Examples: 42constant with :value 42; Trueconstant with :value t; Noneconstant with :value :none.

binop

A binary operation. Used for +, -, *, /.

Slot Type Description
:left expr Left-hand operand
:op symbol :add, :sub, :mult, or :div
:right expr Right-hand operand

Operator precedence and associativity are encoded in the grammar, not in the node. The AST records the resolved tree shape: 2 + 3 * 4 produces a binop whose :right is itself a binop.

unaryop

A unary operation. Used for not, unary +, unary -.

Slot Type Description
:op symbol :not, :usub (unary minus), or :uadd (unary plus)
:operand expr The operand expression

compare

A comparison operation. Carries one operator and one comparator.

Slot Type Description
:left expr Left-hand side of comparison
:ops list A list of one comparison symbol: :eq, :noteq, :lt, :lte, :gt, :gte
:comparators list A list of one expr (the right-hand side)

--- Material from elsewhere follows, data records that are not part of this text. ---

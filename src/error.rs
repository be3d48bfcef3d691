//! Error types for fluxgate

/// Result type alias for fluxgate operations
pub type Result<T> = std::result::Result<T, Error>;

/// Error types for fluxgate
#[derive(Debug, thiserror::Error)]
pub enum Error {
    /// Configuration could not be loaded or is invalid; fatal at startup
    #[error("illegal config: {0}")]
    IllegalConfig(String),
    /// A keymap or next-hop entry references a backend that was never defined
    #[error("backend does not exist: {0}")]
    BackendNotExist(String),
    /// Query rejected by the deny/allow policy
    #[error("query forbidden")]
    QueryForbidden,
    /// Query string is empty after trimming
    #[error("empty query")]
    EmptyQuery,
    /// The query names no measurement the probe can extract
    #[error("can't get measurement: {0}")]
    NoMeasurement(String),
    /// The query names no database the probe can extract
    #[error("can't get database: {0}")]
    NoDatabase(String),
    /// No routing entry for this (db, measurement) pair
    #[error("unknown measurement: {0}")]
    UnknownMeasurement(String),
    /// Write submitted to a backend after shutdown
    #[error("write in a closed backend")]
    Closed,
    /// Upstream answered HTTP 400; the payload is permanently dropped
    #[error("upstream rejected the request")]
    BadRequest,
    /// Upstream answered HTTP 404; the payload is permanently dropped
    #[error("upstream endpoint not found")]
    NotFound,
    /// Retryable upstream failure (5xx, overload, refused connection)
    #[error("upstream error: {0}")]
    Upstream(String),
    /// Malformed line-protocol input; the line is dropped, the batch continues
    #[error("scan error: {0}")]
    Scan(String),
    /// No backend produced a response for this query
    #[error("query error")]
    QueryFailed,
    /// IO errors
    #[error("IO error: {0}")]
    Io(#[from] std::io::Error),
    /// HTTP client errors
    #[error("HTTP client error: {0}")]
    Http(#[from] reqwest::Error),
    /// Serialization errors
    #[error("serialization error: {0}")]
    Serialization(String),
}

impl Error {
    /// Whether the upstream outcome is terminal: retrying cannot succeed,
    /// the payload must be dropped rather than spooled.
    pub fn is_permanent(&self) -> bool {
        matches!(self, Error::BadRequest | Error::NotFound)
    }
}

impl From<serde_json::Error> for Error {
    fn from(e: serde_json::Error) -> Self {
        Error::Serialization(e.to_string())
    }
}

:ops and :comparators are lists for compatibility with Python's ast.Compare AST (which supports chained comparisons like 0 < x < 10). However the tolk parser only ever produces one-element lists. Chained comparisons are not implemented.

boolop

A boolean operation with short-circuit semantics.

Slot Type Description
:op symbol :and or :or
:values list List of expr operands (at least 2)

and and or flatten to a single boolop node per operator (not binary nesting): A and B and C produces one boolop with three :values.

ifexpr

A ternary conditional expression (body if test else orelse).

Slot Type Description
:test expr The condition
:body expr Value when test is truthy
:orelse expr Value when test is falsy

Note the ordering. In Python surface syntax the body comes first (x if True else y), but the slot names follow Python's ast.IfExp: test, body, orelse.

name

A variable reference or assignment target.

Slot Type Description
:id symbol The variable name, uppercased (:X, :FOO_BAR, :_PRIVATE)
:ctx symbol :load (reading the variable) or :store (target of assignment)

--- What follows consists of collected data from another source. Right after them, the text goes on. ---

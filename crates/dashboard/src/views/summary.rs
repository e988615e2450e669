use api_types::summary::SummaryResult;

use crate::money::AmountFormat;

/// `true` when spending went over a configured (non-zero) budget.
pub fn budget_exceeded(expense: f64, budget: f64) -> bool {
    expense > budget && budget > 0.0
}

/// The summary panel: formatted totals, budget and the optional alert banner.
#[derive(Debug, Clone, Default, PartialEq, Eq)]
pub struct SummaryPanel {
    /// `YYYY-MM` resolved by the server, when it reports one.
    pub month: Option<String>,
    pub expense: String,
    pub income: String,
    pub budget: String,
    /// Banner text; `None` hides the banner.
    pub alert: Option<String>,
}

impl SummaryPanel {
    pub fn from_summary(summary: &SummaryResult, format: &AmountFormat) -> Self {
        let expense = summary.totals.expense;
        let budget = summary.budget;

        let alert = budget_exceeded(expense, budget).then(|| {
            format!(
                "Warning: You exceeded your monthly budget by {}",
                format.currency(expense - budget)
            )
        });

        Self {
            month: summary.month.clone(),
            expense: format.amount(expense),
            income: format.amount(summary.totals.income),
            budget: format.amount(budget),
            alert,
        }
    }
}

This mirrors Python's ast.Name node. The :ctx slot distinguishes uses from definitions, essential for correct scope analysis.

lambda-expr

An anonymous function expression.

Slot Type Description
:params list List of parameter symbols (:X, :Y). Empty list for no params
:body expr The single-expression body

call

A function call.

Slot Type Description
:func expr The function being called (often a name)
:args list List of expr arguments (may be empty)

Calls can be chained via successive call nodes: f(1)(2) produces a call whose :func is itself a call.

list-expr

A list literal.

Slot Type Description
:elements list List of expr elements. nil for empty list.

subscript

An indexed access expression (arr[index] or arr[slice]).

Slot Type Description
:obj expr The collection being indexed
:key expr or slice The index expression or slice node

Statement Nodes (stmt)

All statement nodes inherit from stmt, which inherits from node.

assign

Variable assignment.

Slot Type Description
:target name A name node with :ctx :store (the variable being assigned)
:value expr The value expression

fundef

Function definition (def f(params): body).

Slot Type Description
:name symbol The function name (:F, :ADD, :HELLO)
:params list List of parameter symbols (:X, :Y)
:body stmt or expr The function body

The body may be a stmts block (multi-line body indented below def), a return-stmt, or a single expr. The parser determines which based on what follows the colon.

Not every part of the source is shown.